WHAT YOU WILL DO:
Search the records below for the word "sums" and show every line where it occurs.
(SUPPLIED MATERIAL Opens)
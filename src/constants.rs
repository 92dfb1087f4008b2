//! Application constants for the GRIM checker
//!
//! Shared defaults and limits used by the decimal parser, the map driver,
//! and the CLI.

/// Maximum number of decimal places accepted for a reported value.
///
/// All reconstruction arithmetic runs in i128; this bound keeps every
/// intermediate product exactly representable. Published summary statistics
/// rarely disclose more than 4-6 decimal places.
pub const MAX_SCALE: u32 = 16;

/// Extra decimal places implied by percent mode.
///
/// A percentage disclosed to d decimal places pins the underlying proportion
/// to d + 2 places.
pub const PERCENT_SCALE_SHIFT: u32 = 2;

/// Row count at or above which the map driver switches to the rayon
/// parallel per-row loop.
pub const PAR_ROW_THRESHOLD: usize = 4096;

/// Default number of scale items contributing to each reported mean.
pub const DEFAULT_ITEMS: u32 = 1;

// =============================================================================
// CLI defaults
// =============================================================================

pub const LOG_LEVEL_QUIET: &str = "error";
pub const LOG_LEVEL_DEFAULT: &str = "warn";

/// Map `-v` counts and the `-q` flag onto a tracing filter directive
pub fn log_level_for_verbosity(verbose: u8, quiet: bool) -> &'static str {
    if quiet {
        LOG_LEVEL_QUIET
    } else {
        match verbose {
            0 => LOG_LEVEL_DEFAULT,
            1 => "info",
            2 => "debug",
            _ => "trace",
        }
    }
}

#[cfg(test)]
mod tests {
    use super::*;

    #[test]
    fn test_log_level_ladder() {
        assert_eq!(log_level_for_verbosity(0, false), "warn");
        assert_eq!(log_level_for_verbosity(1, false), "info");
        assert_eq!(log_level_for_verbosity(2, false), "debug");
        assert_eq!(log_level_for_verbosity(5, false), "trace");
        assert_eq!(log_level_for_verbosity(3, true), "error");
    }
}
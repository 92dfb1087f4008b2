//! GRIM scalar check: is a reported mean achievable at all?
//!
//! A mean over `g` integer-valued observations can only take values `k / g`.
//! The check reconstructs the two integer sums bracketing
//! `reported * g`, rounds each back to the reported precision under the
//! configured rule, and asks whether either lands exactly on the reported
//! value. Everything runs on scaled integers; no step compares binary
//! floats.

use crate::config::CheckOptions;
use crate::constants::PERCENT_SCALE_SHIFT;
use crate::decimal::{DecimalNumber, ReportedValue, pow10};
use crate::error::{GrimError, Result};
use crate::models::CheckOutcome;
use crate::rounding::Rounding;
use tracing::debug;

/// Check a reported mean against a sample size, failing closed.
///
/// Any input error (unparseable value, zero sample size, precision
/// conflict) yields `false` rather than an error. Use
/// [`grim_scalar_checked`] when hard validation is wanted.
pub fn grim_scalar(x: impl Into<ReportedValue>, n: u32, options: &CheckOptions) -> bool {
    match grim_scalar_checked(x, n, options) {
        Ok(outcome) => outcome.consistent,
        Err(error) => {
            debug!("scalar check failed closed: {error}");
            false
        }
    }
}

/// Strict-mode scalar check: input errors surface as `Err`.
pub fn grim_scalar_checked(
    x: impl Into<ReportedValue>,
    n: u32,
    options: &CheckOptions,
) -> Result<CheckOutcome> {
    let reported = x.into();

    if n == 0 {
        return Err(GrimError::invalid_sample_size(
            n,
            "sample size must be at least 1",
        ));
    }
    if options.items == 0 {
        return Err(GrimError::invalid_sample_size(
            options.items,
            "items must be at least 1",
        ));
    }
    let group = n.checked_mul(options.items).ok_or_else(|| {
        GrimError::invalid_sample_size(
            format!("{n} x {}", options.items),
            "group size exceeds the supported range",
        )
    })? as i128;

    let (parsed, warning) = DecimalNumber::parse(&reported, options.decimal_places)?;
    let effective = if options.percent {
        parsed.shifted(PERCENT_SCALE_SHIFT)
    } else {
        parsed
    };

    let (consistent, candidates) = reconstruct(effective, group, options.rounding, &reported)?;

    debug!(
        "grim scalar: value={reported} group={group} scale={} -> {}",
        effective.scale(),
        if consistent { "consistent" } else { "inconsistent" }
    );

    Ok(CheckOutcome {
        consistent,
        warning: if options.silence_numeric_warning {
            None
        } else {
            warning
        },
        reconstructed: options.show_rec.then_some(candidates),
    })
}

/// Granularity test on an exact decimal.
///
/// The candidate sums are `floor(value * group)` and its successor; when the
/// product is already an integer only that single sum is tested.
fn reconstruct(
    reported: DecimalNumber,
    group: i128,
    rounding: Rounding,
    original: &ReportedValue,
) -> Result<(bool, Vec<DecimalNumber>)> {
    let denom = pow10(reported.scale());
    let overflow =
        || GrimError::not_numeric(original.to_string(), "magnitude too large for exact reconstruction");

    let total = reported.mantissa().checked_mul(group).ok_or_else(overflow)?;
    let floor_sum = total.div_euclid(denom);
    let mut sums = vec![floor_sum];
    if total.rem_euclid(denom) != 0 {
        sums.push(floor_sum + 1);
    }

    let mut consistent = false;
    let mut candidates = Vec::with_capacity(sums.len());
    for sum in sums {
        let scaled = sum.checked_mul(denom).ok_or_else(overflow)?;
        let rounded = rounding.div_round(scaled, group);
        if rounded == reported.mantissa() {
            consistent = true;
        }
        candidates.push(DecimalNumber::new(rounded, reported.scale()));
    }

    Ok((consistent, candidates))
}

#[cfg(test)]
mod tests {
    use super::*;
    use crate::models::Warning;

    fn defaults() -> CheckOptions {
        CheckOptions::default()
    }

    #[test]
    fn known_inconsistent_mean() {
        // no sum of 40 integers averages to 5.19 at two decimal places
        assert!(!grim_scalar("5.19", 40, &defaults()));
    }

    #[test]
    fn known_inconsistent_mean_as_float() {
        assert!(!grim_scalar(5.19, 40, &defaults()));
    }

    #[test]
    fn known_consistent_means() {
        // 231 / 32 = 7.21875 rounds to 7.22
        assert!(grim_scalar("7.22", 32, &defaults()));
        // 125 / 25 is exact
        assert!(grim_scalar("5.00", 25, &defaults()));
        assert!(grim_scalar("2.68", 28, &defaults()));
    }

    #[test]
    fn zero_mean_runs_the_full_reconstruction() {
        assert!(grim_scalar("0.00", 17, &defaults()));
        assert!(!grim_scalar("0.10", 3, &defaults()));
    }

    #[test]
    fn negative_means_are_not_coerced() {
        // -7 / 28 = -0.25 exactly
        assert!(grim_scalar("-0.25", 28, &defaults()));
        assert!(!grim_scalar("-0.24", 28, &defaults()));
    }

    #[test]
    fn single_observation_still_requires_integer_data() {
        assert!(grim_scalar("5.0", 1, &defaults()));
        assert!(grim_scalar("5", 1, &defaults()));
        assert!(!grim_scalar("5.19", 1, &defaults()));
    }

    #[test]
    fn tie_behavior_follows_the_rounding_rule() {
        // 207 / 40 = 5.175, an exact tie at two decimal places
        assert!(grim_scalar("5.17", 40, &defaults().with_rounding(Rounding::Down)));
        assert!(!grim_scalar("5.17", 40, &defaults().with_rounding(Rounding::Even)));
        assert!(!grim_scalar("5.17", 40, &defaults().with_rounding(Rounding::Up)));

        assert!(grim_scalar("5.18", 40, &defaults().with_rounding(Rounding::Up)));
        assert!(grim_scalar("5.18", 40, &defaults().with_rounding(Rounding::Even)));
        assert!(!grim_scalar("5.18", 40, &defaults().with_rounding(Rounding::Down)));
    }

    #[test]
    fn percent_mode_matches_the_predivided_value() {
        for (value, predivided) in [("67.4", "0.674"), ("54.0", "0.540"), ("55.4", "0.554")] {
            let percent = grim_scalar(value, 150, &defaults().with_percent(true));
            let plain = grim_scalar(predivided, 150, &defaults());
            assert_eq!(percent, plain, "percent equivalence failed for {value}");
        }
    }

    #[test]
    fn items_refine_the_granularity() {
        // four answers of summed scale items behind each reported mean
        assert!(grim_scalar("2.25", 2, &defaults().with_items(2)));
        assert!(!grim_scalar("2.25", 2, &defaults()));
    }

    #[test]
    fn malformed_input_fails_closed() {
        assert!(!grim_scalar("5.19b", 40, &defaults()));
        assert!(!grim_scalar("", 40, &defaults()));
        assert!(!grim_scalar(f64::NAN, 40, &defaults()));
    }

    #[test]
    fn strict_mode_surfaces_input_errors() {
        assert!(matches!(
            grim_scalar_checked("5.19b", 40, &defaults()),
            Err(GrimError::NotNumeric { .. })
        ));
        assert!(matches!(
            grim_scalar_checked("5.19", 0, &defaults()),
            Err(GrimError::InvalidSampleSize { .. })
        ));
        assert!(matches!(
            grim_scalar_checked("5.19", 40, &defaults().with_items(0)),
            Err(GrimError::InvalidSampleSize { .. })
        ));
        assert!(matches!(
            grim_scalar_checked("5.19", 40, &defaults().with_decimal_places(1)),
            Err(GrimError::PrecisionMismatch { .. })
        ));
    }

    #[test]
    fn numeric_inputs_warn_unless_silenced() {
        let noisy = grim_scalar_checked(5.19, 40, &defaults()).unwrap();
        assert_eq!(noisy.warning, Some(Warning::NumericPrecisionLoss));

        let silenced =
            grim_scalar_checked(5.19, 40, &defaults().with_silence_numeric_warning(true)).unwrap();
        assert_eq!(silenced.warning, None);

        let text = grim_scalar_checked("5.19", 40, &defaults()).unwrap();
        assert_eq!(text.warning, None);
    }

    #[test]
    fn show_rec_exposes_rounded_candidates() {
        let outcome = grim_scalar_checked("5.19", 40, &defaults().with_show_rec(true)).unwrap();
        let candidates = outcome.reconstructed.unwrap();
        let rendered: Vec<String> = candidates.iter().map(|c| c.to_string()).collect();
        assert_eq!(rendered, vec!["5.18", "5.20"]);

        let silent = grim_scalar_checked("5.19", 40, &defaults()).unwrap();
        assert_eq!(silent.reconstructed, None);
    }

    #[test]
    fn exact_products_test_a_single_sum() {
        let outcome = grim_scalar_checked("5.00", 25, &defaults().with_show_rec(true)).unwrap();
        assert!(outcome.consistent);
        assert_eq!(outcome.reconstructed.unwrap().len(), 1);
    }
}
(SUPPLIED MATERIAL Closes)
RESPONSE TO THE TASK:
//! The check reconstructs the two integer sums bracketing
/// The candidate sums are `floor(value * group)` and its successor; when the
    let mut sums = vec![floor_sum];
        sums.push(floor_sum + 1);
    let mut candidates = Vec::with_capacity(sums.len());
    for sum in sums {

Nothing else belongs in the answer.